TEMPO.CO, Jakarta - Rumah makan legendaris di Kota Solo, Jawa Tengah, Ayam Goreng Widuran sedang menjadi pembicaraan publik. Hal itu menyusul adanya pengumuman dari manajemen warung makan terkait menu yang mereka jual merupakan produk non-halal.
Melalui pemberitahuannya, pengelola menyatakan permohonan maaf dan menyebut telah mencantumkan keterangan non-halal di seluruh gerainya. “Kami berharap masyarakat dapat memberi kami ruang untuk memperbaiki dan membenahi semuanya dengan itikad baik,” tulis pengelola melalui unggahan di akun Instagram @ayamgorengwiduransolo pada Jumat, 23 Mei 2025.
Baca berita dengan sedikit iklan, klik di sini
Lantas, apakah keterangan non-halal wajib dicantumkan?
Bahan-Bahan yang Diharamkan
Berdasarkan Pasal 26 ayat (1) Undang-Undang Nomor 33 Tahun 2014 tentang Jaminan Produk Halal, pelaku usaha yang memproduksi produk dari bahan yang berasal dari bahan yang diharamkan sebagaimana dimaksud dalam Pasal 18 dan Pasal 20 dikecualikan dari mengajukan permohonan sertifikat halal.
Menurut Pasal 18 dalam beleid yang sama, bahan dari hewan yang diharamkan meliputi bangkai, darah, babi, dan hewan yang disembelih tidak sesuai dengan syariat.

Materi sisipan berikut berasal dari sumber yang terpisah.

//! Background ingestion worker.
//!
//! Document ids arrive on an unbounded queue; a dispatcher task runs up to
//! `concurrency` jobs at once, each job strictly sequential inside
//! [`IngestionPipeline::run_job`]. Retryable failures are re-run up to
//! `max_attempts` times in total with exponential backoff. Re-running a job
//! regenerates the same chunks under fresh point ids; points left by a
//! partially failed attempt are not cleaned up.
//!
//! Every finished job publishes its final [`IngestReport`] on a broadcast
//! channel. Subscribe before enqueueing to be sure of seeing a report.

use std::sync::{Arc, Mutex};
use std::time::Duration;

use anyhow::{anyhow, Result};
use tokio::sync::{broadcast, mpsc, Semaphore};
use tokio::task::JoinHandle;

use ragnetic_core::models::DocumentStatus;

use crate::config::WorkerConfig;
use crate::ingest::{IngestReport, IngestionPipeline};
use crate::intake::JobQueue;

const REPORT_CHANNEL_CAPACITY: usize = 1024;

pub struct IngestWorker;

impl IngestWorker {
    /// Start the dispatcher on the current tokio runtime.
    pub fn spawn(pipeline: Arc<IngestionPipeline>, config: WorkerConfig) -> WorkerHandle {
        let (tx, rx) = mpsc::unbounded_channel();
        let (reports, _) = broadcast::channel(REPORT_CHANNEL_CAPACITY);
        let dispatcher = tokio::spawn(dispatch(pipeline, config, rx, reports.clone()));
        tracing::debug!(
            concurrency = config.concurrency,
            max_attempts = config.max_attempts,
            "ingest worker started"
        );
        WorkerHandle {
            tx: Mutex::new(Some(tx)),
            reports,
            dispatcher: Mutex::new(Some(dispatcher)),
        }
    }
}

pub struct WorkerHandle {
    tx: Mutex<Option<mpsc::UnboundedSender<i64>>>,
    reports: broadcast::Sender<IngestReport>,
    dispatcher: Mutex<Option<JoinHandle<()>>>,
}

impl WorkerHandle {
    pub fn enqueue(&self, document_id: i64) -> Result<()> {
        let tx = self
            .tx
            .lock()
            .map_err(|_| anyhow!("worker queue lock poisoned"))?;
        match tx.as_ref() {
            Some(tx) => tx
                .send(document_id)
                .map_err(|_| anyhow!("ingest worker has stopped")),
            None => Err(anyhow!("ingest worker is shut down")),
        }
    }

    pub fn subscribe(&self) -> broadcast::Receiver<IngestReport> {
        self.reports.subscribe()
    }

    /// Close the queue and wait for every queued and in-flight job.
    /// Later calls are no-ops.
    pub async fn shutdown(&self) {
        if let Ok(mut tx) = self.tx.lock() {
            tx.take();
        }
        let dispatcher = self.dispatcher.lock().ok().and_then(|mut d| d.take());
        if let Some(dispatcher) = dispatcher {
            if let Err(e) = dispatcher.await {
                tracing::warn!(error = %e, "ingest dispatcher ended abnormally");
            }
        }
    }
}

impl JobQueue for WorkerHandle {
    fn enqueue(&self, document_id: i64) -> Result<()> {
        WorkerHandle::enqueue(self, document_id)
    }
}

async fn dispatch(
    pipeline: Arc<IngestionPipeline>,
    config: WorkerConfig,
    mut rx: mpsc::UnboundedReceiver<i64>,
    reports: broadcast::Sender<IngestReport>,
) {
    let concurrency = config.concurrency.max(1);
    let permits = Arc::new(Semaphore::new(concurrency));

    while let Some(document_id) = rx.recv().await {
        let permit = match permits.clone().acquire_owned().await {
            Ok(permit) => permit,
            Err(_) => break,
        };
        let pipeline = pipeline.clone();
        let reports = reports.clone();
        tokio::spawn(async move {
            let report = run_with_retries(&pipeline, document_id, config).await;
            // No subscribers is fine.
            let _ = reports.send(report);
            drop(permit);
        });
    }

    // Queue closed: every permit back means every job has finished.
    let _ = permits.acquire_many(concurrency as u32).await;
    tracing::debug!("ingest worker drained");
}

async fn run_with_retries(
    pipeline: &IngestionPipeline,
    document_id: i64,
    config: WorkerConfig,
) -> IngestReport {
    let max_attempts = config.max_attempts.max(1);
    let mut attempt = 1u32;
    loop {
        match pipeline.run_job(document_id).await {
            Ok(report) => return report,
            Err(e) if attempt < max_attempts => {
                let delay = config
                    .retry_backoff_ms
                    .saturating_mul(1u64 << (attempt - 1).min(10));
                tracing::warn!(
                    document_id,
                    attempt,
                    max_attempts,
                    delay_ms = delay,
                    error = %e,
                    "ingestion failed, retrying"
                );
                tokio::time::sleep(Duration::from_millis(delay)).await;
                attempt += 1;
            }
            Err(e) => {
                tracing::error!(document_id, attempts = attempt, error = %e, "ingestion gave up");
                return IngestReport {
                    document_id,
                    status: DocumentStatus::Failed,
                    chunks_indexed: 0,
                    error: Some(e.to_string()),
                };
            }
        }
    }
}

#[cfg(test)]
mod tests {
    use super::*;
    use crate::documents::{DocumentStore, InMemoryDocumentStore, InMemoryObjectStorage, ObjectStorage};
    use crate::embedding::{EmbeddingProvider, HashingProvider};
    use crate::extract::FormatParser;
    use crate::index::{CollectionNaming, InMemoryIndex};
    use async_trait::async_trait;
    use ragnetic_core::chunk::ChunkParams;
    use std::sync::atomic::{AtomicUsize, Ordering};

    /// Fails the first `failures` calls, then embeds by hashing.
    struct FlakyEmbedder {
        failures: usize,
        calls: AtomicUsize,
        inner: HashingProvider,
    }

    #[async_trait]
    impl EmbeddingProvider for FlakyEmbedder {
        fn model_name(&self) -> &str {
            "flaky"
        }
        fn dims(&self) -> usize {
            self.inner.dims()
        }
        async fn embed(&self, texts: &[String]) -> Result<Vec<Vec<f32>>> {
            if self.calls.fetch_add(1, Ordering::SeqCst) < self.failures {
                anyhow::bail!("503 from embedding service");
            }
            self.inner.embed(texts).await
        }
    }

    async fn setup(failures: usize) -> (Arc<IngestionPipeline>, Arc<InMemoryDocumentStore>, Vec<i64>) {
        let docs = Arc::new(InMemoryDocumentStore::new());
        let storage = Arc::new(InMemoryObjectStorage::new());
        let mut ids = Vec::new();
        for name in ["a.txt", "b.txt", "c.txt"] {
            let key = format!("uploads/t/{}", name);
            storage
                .write(&key, format!("Contents of {}.", name).as_bytes(), "text/plain")
                .await
                .unwrap();
            ids.push(docs.create(1, name, &key, None).await.unwrap().id);
        }
        let pipeline = IngestionPipeline::new(
            docs.clone(),
            storage,
            Arc::new(FormatParser),
            Arc::new(FlakyEmbedder {
                failures,
                calls: AtomicUsize::new(0),
                inner: HashingProvider::new(16),
            }),
            Arc::new(InMemoryIndex::new(CollectionNaming::default())),
            ChunkParams::default(),
        );
        (Arc::new(pipeline), docs, ids)
    }

    fn config(max_attempts: u32) -> WorkerConfig {
        WorkerConfig {
            concurrency: 2,
            max_attempts,
            retry_backoff_ms: 0,
        }
    }

    async fn collect(rx: &mut broadcast::Receiver<IngestReport>, n: usize) -> Vec<IngestReport> {
        let mut out = Vec::new();
        while out.len() < n {
            out.push(rx.recv().await.unwrap());
        }
        out.sort_by_key(|r| r.document_id);
        out
    }

    #[tokio::test]
    async fn runs_all_jobs_and_publishes_reports() {
        let (pipeline, docs, ids) = setup(0).await;
        let worker = IngestWorker::spawn(pipeline, config(1));
        let mut rx = worker.subscribe();
        for id in &ids {
            worker.enqueue(*id).unwrap();
        }
        let reports = collect(&mut rx, ids.len()).await;
        worker.shutdown().await;

        assert!(reports
            .iter()
            .all(|r| r.status == DocumentStatus::Indexed && r.chunks_indexed == 1));
        for id in ids {
            let doc = docs.get(id).await.unwrap().unwrap();
            assert_eq!(doc.status, DocumentStatus::Indexed);
        }
    }

    #[tokio::test]
    async fn retryable_failure_is_retried() {
        let (pipeline, docs, ids) = setup(2).await;
        let worker = IngestWorker::spawn(pipeline, WorkerConfig { concurrency: 1, ..config(3) });
        let mut rx = worker.subscribe();
        worker.enqueue(ids[0]).unwrap();
        let report = rx.recv().await.unwrap();
        worker.shutdown().await;

        assert_eq!(report.status, DocumentStatus::Indexed);
        let doc = docs.get(ids[0]).await.unwrap().unwrap();
        assert_eq!(doc.status, DocumentStatus::Indexed);
    }

    #[tokio::test]
    async fn gives_up_after_max_attempts() {
        let (pipeline, docs, ids) = setup(10).await;
        let worker = IngestWorker::spawn(pipeline, config(2));
        let mut rx = worker.subscribe();
        worker.enqueue(ids[0]).unwrap();
        let report = rx.recv().await.unwrap();
        worker.shutdown().await;

        assert_eq!(report.status, DocumentStatus::Failed);
        assert!(report.error.unwrap().starts_with("embedding failure"));
        let doc = docs.get(ids[0]).await.unwrap().unwrap();
        assert_eq!(doc.status, DocumentStatus::Failed);
    }

    #[tokio::test]
    async fn shutdown_drains_queue_and_rejects_new_jobs() {
        let (pipeline, docs, ids) = setup(0).await;
        let worker = IngestWorker::spawn(pipeline, config(1));
        for id in &ids {
            worker.enqueue(*id).unwrap();
        }
        worker.shutdown().await;

        for id in &ids {
            let doc = docs.get(*id).await.unwrap().unwrap();
            assert!(doc.status.is_terminal());
        }
        assert!(worker.enqueue(ids[0]).is_err());
        worker.shutdown().await;
    }
}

Selain itu, bahan dari hewan lain yang diharamkan dapat ditetapkan oleh Menteri Agama (Menag) berdasarkan fatwa Majelis Ulama Indonesia (MUI).
Kemudian, Pasal 20 menyebutkan bahwa bahan yang berasal dari tumbuhan pada dasarnya halal, kecuali yang memabukkan dan/atau membahayakan kesehatan. Tak hanya itu, bahan yang berasal dari mikroba atau melalui proses kimiawi, biologi, atau rekayasa genetik diharamkan jika proses pertumbuhan dan/atau pembuatannya tercampur, terkandung, dan/atau terkontaminasi dengan bahan yang diharamkan.
Adapun yang dimaksud sebagai produk adalah barang dan/atau jasa yang terkait dengan makanan; minuman; obat; kosmetik; produk kimiawi, biologi, dan rekayasa genetik; serta barang gunaan yang dipakai, digunakan, atau dimanfaatkan oleh masyarakat.
Ketentuan Keterangan Nonhalal
Meskipun dikecualikan dari sertifikasi halal, pelaku usaha yang memproduksi produk dari bahan yang diharamkan harus mencantumkan keterangan dengan jelas. Keterangan tersebut harus bisa dengan mudah ditemukan.
“Undang-undang ini mengatur hak dan kewajiban pelaku usaha dengan memberikan pengecualian terhadap pelaku usaha yang memproduksi produk dari bahan yang berasal dari bahan yang diharamkan dengan kewajiban mencantumkan secara tegas keterangan tidak halal pada kemasan produk atau pada bagian tertentu dari produk yang mudah dilihat, dibaca, tidak mudah terhapus, dan merupakan bagian yang tidak terpisahkan dari produk,” demikian petikan bagian penjelasan Undang-Undang Nomor 33 Tahun 2014.
Keterangan tidak halal yang dimaksud adalah pernyataan tidak halal yang merupakan bagian tidak terpisahkan dari produk. Keterangan tersebut dapat berupa gambar, tanda, dan/atau tulisan.
Ketentuan mengenai pencantuman keterangan halal juga diatur dalam Peraturan Pemerintah (PP) Nomor 42 Tahun 2024 tentang Penyelenggaraan Bidang Jaminan Produk Halal. Keterangan tersebut harus mudah dilihat dan dibaca serta tidak mudah dihapus, dilepas, dan dirusak.
“Bentuk dan tata cara pencantuman keterangan tidak halal sebagaimana dimaksud pada ayat (1) ditetapkan oleh Kepala Badan Penyelenggara Jaminan Produk Halal (BPJPH) setelah berkoordinasi dengan kementerian/lembaga,” bunyi Pasal 110 ayat (3) PP Nomor 42 Tahun 2024.